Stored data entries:

= = =

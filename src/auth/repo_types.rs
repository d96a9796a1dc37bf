use serde::{Deserialize, Serialize};
use sqlx::FromRow;
use time::OffsetDateTime;
use uuid::Uuid;

/// Account role. Restaurants carry an embedded details record; everyone else
/// does not.
#[derive(Debug, Clone, Copy, Serialize, Deserialize, PartialEq, Eq, sqlx::Type)]
#[sqlx(type_name = "user_role", rename_all = "lowercase")]
#[serde(rename_all = "lowercase")]
pub enum Role {
    Customer,
    Restaurant,
    Admin,
}

impl Default for Role {
    fn default() -> Self {
        Role::Customer
    }
}

/// Restaurant profile embedded in the user row (JSONB). Only present when
/// role = restaurant.
#[derive(Debug, Clone, Serialize, Deserialize, Default)]
#[serde(rename_all = "camelCase")]
pub struct RestaurantDetails {
    pub restaurant_name: String,
    #[serde(default)]
    pub address: Option<String>,
    #[serde(default)]
    pub description: Option<String>,
    #[serde(default)]
    pub is_approved: bool,
}

/// User record in the database.
#[derive(Debug, Clone, Serialize, Deserialize, FromRow)]
pub struct User {
    pub id: Uuid,
    pub name: String,
    pub email: String,
    pub phone_number: Option<String>,
    #[serde(skip_serializing)]
    pub password_hash: String, // Argon2 hash, not exposed in JSON
    pub role: Role,
    pub is_admin: bool,
    pub profile_image: Option<String>,
    pub restaurant_details: Option<sqlx::types::Json<RestaurantDetails>>,
    pub email_verified: bool,
    pub phone_verified: bool,
    #[serde(skip_serializing)]
    pub verification_token: Option<String>,
    #[serde(skip_serializing)]
    pub phone_otp: Option<String>,
    pub phone_otp_expires: Option<OffsetDateTime>,
    #[serde(skip_serializing)]
    pub email_otp: Option<String>,
    pub email_otp_expires: Option<OffsetDateTime>,
    #[serde(skip_serializing)]
    pub reset_password_token: Option<String>,
    pub reset_password_expires: Option<OffsetDateTime>,
    pub created_at: OffsetDateTime,
}

impl User {
    /// A user may log in once either channel is verified.
    pub fn is_verified(&self) -> bool {
        self.email_verified || self.phone_verified
    }

    /// Whether the stored phone OTP can no longer be accepted at `now`.
    /// A missing expiry counts as expired: the OTP and its expiry are only
    /// ever written together, so one without the other is not a valid pair.
    pub fn phone_otp_expired(&self, now: OffsetDateTime) -> bool {
        self.phone_otp_expires.map(|t| t < now).unwrap_or(true)
    }

    pub fn email_otp_expired(&self, now: OffsetDateTime) -> bool {
        self.email_otp_expires.map(|t| t < now).unwrap_or(true)
    }

    /// Restaurants need an explicit approval; every other role is considered
    /// approved.
    pub fn is_approved(&self) -> bool {
        match self.role {
            Role::Restaurant => self
                .restaurant_details
                .as_ref()
                .map(|d| d.is_approved)
                .unwrap_or(false),
            _ => true,
        }
    }
}

#[cfg(test)]
mod tests {
    use super::*;

    fn blank_user(role: Role) -> User {
        User {
            id: Uuid::new_v4(),
            name: "Asha".into(),
            email: "asha@example.com".into(),
            phone_number: None,
            password_hash: "$argon2id$fake".into(),
            role,
            is_admin: false,
            profile_image: None,
            restaurant_details: None,
            email_verified: false,
            phone_verified: false,
            verification_token: None,
            phone_otp: None,
            phone_otp_expires: None,
            email_otp: None,
            email_otp_expires: None,
            reset_password_token: None,
            reset_password_expires: None,
            created_at: OffsetDateTime::now_utc(),
        }
    }

    #[test]
    fn either_verified_flag_makes_the_user_verified() {
        let mut user = blank_user(Role::Customer);
        assert!(!user.is_verified());
        user.email_verified = true;
        assert!(user.is_verified());
        user.email_verified = false;
        user.phone_verified = true;
        assert!(user.is_verified());
    }

    #[test]
    fn non_restaurants_are_always_approved() {
        assert!(blank_user(Role::Customer).is_approved());
        assert!(blank_user(Role::Admin).is_approved());
    }

    #[test]
    fn restaurant_approval_comes_from_details() {
        let mut user = blank_user(Role::Restaurant);
        assert!(!user.is_approved());

        user.restaurant_details = Some(sqlx::types::Json(RestaurantDetails {
            restaurant_name: "Momo House".into(),
            is_approved: true,
            ..Default::default()
        }));
        assert!(user.is_approved());
    }

    #[test]
    fn matching_otp_with_past_expiry_counts_as_expired() {
        let now = OffsetDateTime::now_utc();
        let mut user = blank_user(Role::Customer);
        user.phone_otp = Some("123456".into());
        user.phone_otp_expires = Some(now - time::Duration::minutes(1));
        assert!(user.phone_otp_expired(now));

        user.email_otp = Some("654321".into());
        user.email_otp_expires = Some(now - time::Duration::seconds(1));
        assert!(user.email_otp_expired(now));
    }

    #[test]
    fn otp_within_its_window_is_not_expired() {
        let now = OffsetDateTime::now_utc();
        let mut user = blank_user(Role::Customer);
        user.phone_otp = Some("123456".into());
        user.phone_otp_expires = Some(now + time::Duration::minutes(10));
        assert!(!user.phone_otp_expired(now));

        user.email_otp_expires = Some(now + time::Duration::minutes(10));
        assert!(!user.email_otp_expired(now));
    }

    #[test]
    fn missing_expiry_counts_as_expired() {
        let now = OffsetDateTime::now_utc();
        let mut user = blank_user(Role::Customer);
        // OTP present but no expiry: never a valid pair
        user.phone_otp = Some("123456".into());
        assert!(user.phone_otp_expired(now));
        assert!(user.email_otp_expired(now));
    }

    #[test]
    fn sensitive_fields_never_serialize() {
        let mut user = blank_user(Role::Customer);
        user.phone_otp = Some("123456".into());
        user.reset_password_token = Some("deadbeef".into());
        let json = serde_json::to_string(&user).unwrap();
        assert!(!json.contains("password_hash"));
        assert!(!json.contains("123456"));
        assert!(!json.contains("deadbeef"));
    }
}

= = =

▸ Problem
Only a number is wanted: how many lines of the data above contain "contains"?

▸ Task output
3